■ TASK ■
Beginning with the line that holds "let m = alice()", please retype each line through the end of the listing below, both ends included, and nothing more.

■ DATA RECORDS ■
···
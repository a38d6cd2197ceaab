//! Member entity — the unit of identity in the Perk store.
//!
//! A member is a value. Changing one means building a new value and handing it
//! to the store; nothing here mutates a member that is already stored.

use std::{collections::BTreeMap, fmt, str::FromStr};

use chrono::{DateTime, Utc};
use rust_decimal::Decimal;
use serde::{Deserialize, Serialize};
use strum::{Display, EnumIter, EnumString};
use uuid::Uuid;

use crate::{Error, Result};

// ─── Identity ────────────────────────────────────────────────────────────────

/// The immutable key of a member. Assigned once, never reassigned.
#[derive(
  Debug, Clone, Copy, PartialEq, Eq, PartialOrd, Ord, Hash, Serialize, Deserialize,
)]
#[serde(transparent)]
pub struct Id(u32);

impl Id {
  pub const fn new(value: u32) -> Self { Self(value) }

  pub const fn value(self) -> u32 { self.0 }

  /// The id following this one, or `None` at `u32::MAX`.
  pub const fn next(self) -> Option<Self> {
    match self.0.checked_add(1) {
      Some(value) => Some(Self(value)),
      None => None,
    }
  }
}

impl fmt::Display for Id {
  fn fmt(&self, f: &mut fmt::Formatter<'_>) -> fmt::Result {
    write!(f, "{}", self.0)
  }
}

impl FromStr for Id {
  type Err = Error;

  fn from_str(s: &str) -> Result<Self> {
    s.trim()
      .parse::<u32>()
      .map(Self)
      .map_err(|_| Error::InvalidId(s.to_owned()))
  }
}

// ─── Tier ────────────────────────────────────────────────────────────────────

/// Loyalty level, ordered from lowest to highest.
#[derive(
  Debug,
  Clone,
  Copy,
  PartialEq,
  Eq,
  PartialOrd,
  Ord,
  Hash,
  Default,
  Serialize,
  Deserialize,
  Display,
  EnumString,
  EnumIter,
)]
#[strum(ascii_case_insensitive)]
pub enum Tier {
  #[default]
  Bronze,
  Silver,
  Gold,
  Platinum,
}

// ─── Transactions ────────────────────────────────────────────────────────────

#[derive(
  Debug, Clone, Copy, PartialEq, Eq, PartialOrd, Ord, Hash, Serialize, Deserialize,
)]
#[serde(transparent)]
pub struct TransactionId(pub Uuid);

impl TransactionId {
  pub fn new_v4() -> Self { Self(Uuid::new_v4()) }
}

impl fmt::Display for TransactionId {
  fn fmt(&self, f: &mut fmt::Formatter<'_>) -> fmt::Result {
    fmt::Display::fmt(&self.0, f)
  }
}

/// A purchase made by a member. Immutable once created.
#[derive(Debug, Clone, PartialEq, Eq, Serialize, Deserialize)]
#[serde(try_from = "TransactionRecord")]
pub struct Transaction {
  id:     TransactionId,
  amount: Decimal,
  at:     DateTime<Utc>,
}

impl Transaction {
  /// Create a transaction with a fresh id.
  pub fn new(amount: Decimal, at: DateTime<Utc>) -> Result<Self> {
    Self::with_id(TransactionId::new_v4(), amount, at)
  }

  /// Rebuild a transaction with a known id, e.g. when loading from storage.
  pub fn with_id(
    id: TransactionId,
    amount: Decimal,
    at: DateTime<Utc>,
  ) -> Result<Self> {
    if amount.is_sign_negative() && !amount.is_zero() {
      return Err(Error::NegativeAmount(amount));
    }
    Ok(Self { id, amount, at })
  }

  pub fn id(&self) -> TransactionId { self.id }

  pub fn amount(&self) -> Decimal { self.amount }

  pub fn at(&self) -> DateTime<Utc> { self.at }
}

#[derive(Deserialize)]
struct TransactionRecord {
  id:     TransactionId,
  amount: Decimal,
  at:     DateTime<Utc>,
}

impl TryFrom<TransactionRecord> for Transaction {
  type Error = Error;

  fn try_from(r: TransactionRecord) -> Result<Self> {
    Self::with_id(r.id, r.amount, r.at)
  }
}

// ─── Reservations ────────────────────────────────────────────────────────────

#[derive(
  Debug, Clone, Copy, PartialEq, Eq, PartialOrd, Ord, Hash, Serialize, Deserialize,
)]
#[serde(transparent)]
pub struct ReservationId(pub Uuid);

impl ReservationId {
  pub fn new_v4() -> Self { Self(Uuid::new_v4()) }
}

impl fmt::Display for ReservationId {
  fn fmt(&self, f: &mut fmt::Formatter<'_>) -> fmt::Result {
    fmt::Display::fmt(&self.0, f)
  }
}

#[derive(
  Debug,
  Clone,
  Copy,
  PartialEq,
  Eq,
  Default,
  Serialize,
  Deserialize,
  Display,
  EnumString,
  EnumIter,
)]
#[serde(rename_all = "lowercase")]
#[strum(serialize_all = "lowercase", ascii_case_insensitive)]
pub enum ReservationStatus {
  #[default]
  Pending,
  Confirmed,
  Cancelled,
  Completed,
}

/// A table booking held by a member.
#[derive(Debug, Clone, PartialEq, Eq, Serialize, Deserialize)]
pub struct Reservation {
  pub id:     ReservationId,
  pub at:     DateTime<Utc>,
  pub status: ReservationStatus,
  /// Free-text note, e.g. "window seat".
  pub remark: Option<String>,
}

impl Reservation {
  /// A pending reservation with a fresh id.
  pub fn new(at: DateTime<Utc>, remark: Option<String>) -> Self {
    Self {
      id: ReservationId::new_v4(),
      at,
      status: ReservationStatus::Pending,
      remark,
    }
  }
}

// ─── Member ──────────────────────────────────────────────────────────────────

/// A loyalty member with their transactions and reservations.
///
/// Two equivalences apply:
/// [`Member::is_same_member`] compares identity only and governs uniqueness
/// and lookup; [`Member::is_identical`] compares every field and governs
/// exact-match removal and replacement targets.
#[derive(Debug, Clone, PartialEq, Eq, Serialize, Deserialize)]
#[serde(try_from = "MemberRecord", into = "MemberRecord")]
pub struct Member {
  id:                Id,
  pub name:          String,
  pub phone:         Option<String>,
  pub email:         Option<String>,
  pub address:       Option<String>,
  pub tier:          Tier,
  pub registered_at: DateTime<Utc>,
  transactions:      BTreeMap<TransactionId, Transaction>,
  reservations:      BTreeMap<ReservationId, Reservation>,
}

impl Member {
  /// A member with no contact details, transactions or reservations.
  pub fn new(
    id: Id,
    name: impl Into<String>,
    tier: Tier,
    registered_at: DateTime<Utc>,
  ) -> Self {
    Self {
      id,
      name: name.into(),
      phone: None,
      email: None,
      address: None,
      tier,
      registered_at,
      transactions: BTreeMap::new(),
      reservations: BTreeMap::new(),
    }
  }

  pub fn id(&self) -> Id { self.id }

  pub fn transactions(&self) -> impl Iterator<Item = &Transaction> {
    self.transactions.values()
  }

  pub fn transaction_count(&self) -> usize { self.transactions.len() }

  pub fn reservations(&self) -> impl Iterator<Item = &Reservation> {
    self.reservations.values()
  }

  /// Lifetime spend across every transaction.
  pub fn total_spent(&self) -> Decimal {
    self.transactions.values().map(Transaction::amount).sum()
  }

  /// Identity equivalence: same [`Id`], regardless of any other field.
  pub fn is_same_member(&self, other: &Member) -> bool { self.id == other.id }

  /// Full equivalence: every field matches.
  pub fn is_identical(&self, other: &Member) -> bool { self == other }

  /// A copy of this member with `transactions` added. Entries whose id is
  /// already present are ignored; stored transactions are never replaced.
  pub fn with_transactions_added(
    &self,
    transactions: impl IntoIterator<Item = Transaction>,
  ) -> Member {
    let mut out = self.clone();
    for txn in transactions {
      out.transactions.entry(txn.id()).or_insert(txn);
    }
    out
  }

  /// A copy of this member with `reservations` added, with the same
  /// additive-only rule as [`Member::with_transactions_added`].
  pub fn with_reservations_added(
    &self,
    reservations: impl IntoIterator<Item = Reservation>,
  ) -> Member {
    let mut out = self.clone();
    for r in reservations {
      out.reservations.entry(r.id).or_insert(r);
    }
    out
  }
}

/// Serialised form of a [`Member`]. Children are listed rather than keyed so
/// each entry's own id is the only key.
#[derive(Serialize, Deserialize)]
struct MemberRecord {
  id:            Id,
  name:          String,
  phone:         Option<String>,
  email:         Option<String>,
  address:       Option<String>,
  tier:          Tier,
  registered_at: DateTime<Utc>,
  #[serde(default)]
  transactions:  Vec<Transaction>,
  #[serde(default)]
  reservations:  Vec<Reservation>,
}

impl From<Member> for MemberRecord {
  fn from(m: Member) -> Self {
    Self {
      id:            m.id,
      name:          m.name,
      phone:         m.phone,
      email:         m.email,
      address:       m.address,
      tier:          m.tier,
      registered_at: m.registered_at,
      transactions:  m.transactions.into_values().collect(),
      reservations:  m.reservations.into_values().collect(),
    }
  }
}

impl TryFrom<MemberRecord> for Member {
  type Error = Error;

  fn try_from(r: MemberRecord) -> Result<Self> {
    let mut transactions = BTreeMap::new();
    for txn in r.transactions {
      let id = txn.id();
      if transactions.insert(id, txn).is_some() {
        return Err(Error::DuplicateTransaction(id));
      }
    }

    let mut reservations = BTreeMap::new();
    for res in r.reservations {
      let id = res.id;
      if reservations.insert(id, res).is_some() {
        return Err(Error::DuplicateReservation(id));
      }
    }

    Ok(Self {
      id: r.id,
      name: r.name,
      phone: r.phone,
      email: r.email,
      address: r.address,
      tier: r.tier,
      registered_at: r.registered_at,
      transactions,
      reservations,
    })
  }
}

#[cfg(test)]
mod tests {
  use chrono::TimeZone;
  use rust_decimal::Decimal;

  use super::*;

  fn at(day: u32) -> DateTime<Utc> {
    Utc.with_ymd_and_hms(2024, 5, day, 12, 0, 0).unwrap()
  }

  fn alice() -> Member { Member::new(Id::new(1), "Alice", Tier::Gold, at(1)) }

  #[test]
  fn id_parses_and_displays() {
    let id: Id = " 42 ".parse().unwrap();
    assert_eq!(id, Id::new(42));
    assert_eq!(id.to_string(), "42");
    assert_eq!(id.next(), Some(Id::new(43)));
    assert_eq!(Id::new(u32::MAX).next(), None);
  }

  #[test]
  fn id_rejects_garbage() {
    assert_eq!("abc".parse::<Id>(), Err(Error::InvalidId("abc".into())));
    assert!("-1".parse::<Id>().is_err());
  }

  #[test]
  fn tier_parses_case_insensitively() {
    assert_eq!("gold".parse::<Tier>().unwrap(), Tier::Gold);
    assert_eq!("PLATINUM".parse::<Tier>().unwrap(), Tier::Platinum);
    assert_eq!(Tier::Silver.to_string(), "Silver");
    assert!(Tier::Bronze < Tier::Platinum);
  }

  #[test]
  fn negative_amount_rejected() {
    let err = Transaction::new(Decimal::new(-1, 0), at(2)).unwrap_err();
    assert_eq!(err, Error::NegativeAmount(Decimal::new(-1, 0)));
    assert!(Transaction::new(Decimal::ZERO, at(2)).is_ok());
  }

  #[test]
  fn same_member_ignores_profile_fields() {
    let a = alice();
    let mut b = a.clone();
    b.name = "Alicia".into();
    b.tier = Tier::Bronze;

    assert!(a.is_same_member(&b));
    assert!(!a.is_identical(&b));
    assert!(a.is_identical(&a.clone()));
  }

  #[test]
  fn different_ids_are_different_members() {
    let a = alice();
    let b = Member::new(Id::new(2), "Alice", Tier::Gold, at(1));
    assert!(!a.is_same_member(&b));
  }

  #[test]
  fn with_transactions_added_leaves_original_untouched() {
    let a = alice();
    let t1 = Transaction::new(Decimal::new(1050, 2), at(3)).unwrap();
    let t2 = Transaction::new(Decimal::new(5, 0), at(4)).unwrap();

    let b = a.with_transactions_added([t1.clone(), t2]);
    assert_eq!(a.transaction_count(), 0);
    assert_eq!(b.transaction_count(), 2);
    assert_eq!(b.total_spent(), Decimal::new(1550, 2));
    assert!(a.is_same_member(&b));
    assert!(!a.is_identical(&b));

    // Re-adding a known id never overwrites the stored entry.
    let forged = Transaction::with_id(t1.id(), Decimal::new(999, 0), at(5))
      .unwrap();
    let c = b.with_transactions_added([forged]);
    assert_eq!(c.transaction_count(), 2);
    assert_eq!(c.total_spent(), Decimal::new(1550, 2));
  }

  #[test]
  fn with_reservations_added_is_additive() {
    let r = Reservation::new(at(10), Some("window seat".into()));
    let b = alice().with_reservations_added([r.clone(), r.clone()]);
    let stored: Vec<_> = b.reservations().collect();
    assert_eq!(stored, vec![&r]);
    assert_eq!(stored[0].status, ReservationStatus::Pending);
  }

  #[test]
  fn member_json_round_trips() {
    let m = alice()
      .with_transactions_added([
        Transaction::new(Decimal::new(7, 0), at(3)).unwrap(),
      ])
      .with_reservations_added([Reservation::new(at(9), None)]);
    let json = serde_json::to_string(&m).unwrap();
    let back: Member = serde_json::from_str(&json).unwrap();
    assert!(back.is_identical(&m));
  }

  #[test]
  fn member_json_with_repeated_transaction_id_is_rejected() {
    let json = r#"{
      "id": 1,
      "name": "Alice",
      "phone": null,
      "email": null,
      "address": null,
      "tier": "Gold",
      "registered_at": "2024-05-01T12:00:00Z",
      "transactions": [
        {"id": "00000000-0000-0000-0000-000000000002", "amount": "5", "at": "2024-05-02T12:00:00Z"},
        {"id": "00000000-0000-0000-0000-000000000002", "amount": "7", "at": "2024-05-03T12:00:00Z"}
      ]
    }"#;
    let err = serde_json::from_str::<Member>(json).unwrap_err();
    assert!(err.to_string().contains("duplicate transaction id"));
  }

  #[test]
  fn member_json_with_negative_amount_is_rejected() {
    let json = r#"{
      "id": 1,
      "name": "Alice",
      "phone": null,
      "email": null,
      "address": null,
      "tier": "Gold",
      "registered_at": "2024-05-01T12:00:00Z",
      "transactions": [
        {"id": "00000000-0000-0000-0000-000000000002", "amount": "-5", "at": "2024-05-02T12:00:00Z"}
      ]
    }"#;
    assert!(serde_json::from_str::<Member>(json).is_err());
  }
}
···
■ COMPLETED EXERCISE ■
    let m = alice()
      .with_transactions_added([
        Transaction::new(Decimal::new(7, 0), at(3)).unwrap(),
      ])
      .with_reservations_added([Reservation::new(at(9), None)]);
    let json = serde_json::to_string(&m).unwrap();
    let back: Member = serde_json::from_str(&json).unwrap();
    assert!(back.is_identical(&m));
  }

  #[test]
  fn member_json_with_repeated_transaction_id_is_rejected() {
    let json = r#"{
      "id": 1,
      "name": "Alice",
      "phone": null,
      "email": null,
      "address": null,
      "tier": "Gold",
      "registered_at": "2024-05-01T12:00:00Z",
      "transactions": [
        {"id": "00000000-0000-0000-0000-000000000002", "amount": "5", "at": "2024-05-02T12:00:00Z"},
        {"id": "00000000-0000-0000-0000-000000000002", "amount": "7", "at": "2024-05-03T12:00:00Z"}
      ]
    }"#;
    let err = serde_json::from_str::<Member>(json).unwrap_err();
    assert!(err.to_string().contains("duplicate transaction id"));
  }

  #[test]
  fn member_json_with_negative_amount_is_rejected() {
    let json = r#"{
      "id": 1,
      "name": "Alice",
      "phone": null,
      "email": null,
      "address": null,
      "tier": "Gold",
      "registered_at": "2024-05-01T12:00:00Z",
      "transactions": [
        {"id": "00000000-0000-0000-0000-000000000002", "amount": "-5", "at": "2024-05-02T12:00:00Z"}
      ]
    }"#;
    assert!(serde_json::from_str::<Member>(json).is_err());
  }
}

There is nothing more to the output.